• **Your task**
Find every line in the records below that contains the word "Clone", and copy each such line.

[Stored data]

......

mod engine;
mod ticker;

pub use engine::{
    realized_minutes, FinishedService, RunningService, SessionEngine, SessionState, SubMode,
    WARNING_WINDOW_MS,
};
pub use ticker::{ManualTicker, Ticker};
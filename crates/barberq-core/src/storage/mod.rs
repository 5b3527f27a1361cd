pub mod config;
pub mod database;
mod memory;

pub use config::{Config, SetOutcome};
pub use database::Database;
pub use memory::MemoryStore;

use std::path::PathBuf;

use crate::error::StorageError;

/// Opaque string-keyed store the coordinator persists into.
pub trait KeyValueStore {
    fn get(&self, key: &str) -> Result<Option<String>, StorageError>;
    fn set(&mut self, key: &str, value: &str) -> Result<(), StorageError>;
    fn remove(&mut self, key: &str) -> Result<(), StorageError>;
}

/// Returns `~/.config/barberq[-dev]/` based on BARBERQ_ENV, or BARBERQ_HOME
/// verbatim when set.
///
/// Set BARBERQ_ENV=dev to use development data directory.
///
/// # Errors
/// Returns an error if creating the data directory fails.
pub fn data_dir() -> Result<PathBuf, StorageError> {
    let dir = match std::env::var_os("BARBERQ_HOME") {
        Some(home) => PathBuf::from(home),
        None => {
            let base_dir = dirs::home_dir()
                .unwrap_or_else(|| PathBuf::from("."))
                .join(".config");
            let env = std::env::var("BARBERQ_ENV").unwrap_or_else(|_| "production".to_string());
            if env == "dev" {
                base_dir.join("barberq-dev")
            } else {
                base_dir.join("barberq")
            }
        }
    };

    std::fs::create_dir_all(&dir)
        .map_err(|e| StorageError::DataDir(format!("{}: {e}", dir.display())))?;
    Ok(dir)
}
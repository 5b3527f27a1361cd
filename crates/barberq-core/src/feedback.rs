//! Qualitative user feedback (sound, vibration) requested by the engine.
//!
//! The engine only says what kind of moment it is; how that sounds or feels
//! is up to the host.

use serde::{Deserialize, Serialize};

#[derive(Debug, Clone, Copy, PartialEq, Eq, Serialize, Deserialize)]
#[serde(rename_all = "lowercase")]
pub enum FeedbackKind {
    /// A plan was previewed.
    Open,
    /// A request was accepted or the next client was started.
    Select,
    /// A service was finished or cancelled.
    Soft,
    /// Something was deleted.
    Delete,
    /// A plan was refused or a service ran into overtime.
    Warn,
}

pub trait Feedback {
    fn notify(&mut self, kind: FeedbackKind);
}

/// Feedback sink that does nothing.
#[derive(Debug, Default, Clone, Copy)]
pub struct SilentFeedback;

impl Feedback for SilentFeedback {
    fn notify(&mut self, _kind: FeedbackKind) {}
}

......

• **The completed task**
#[derive(Debug, Clone, Copy, PartialEq, Eq, Serialize, Deserialize)]
#[derive(Debug, Default, Clone, Copy)]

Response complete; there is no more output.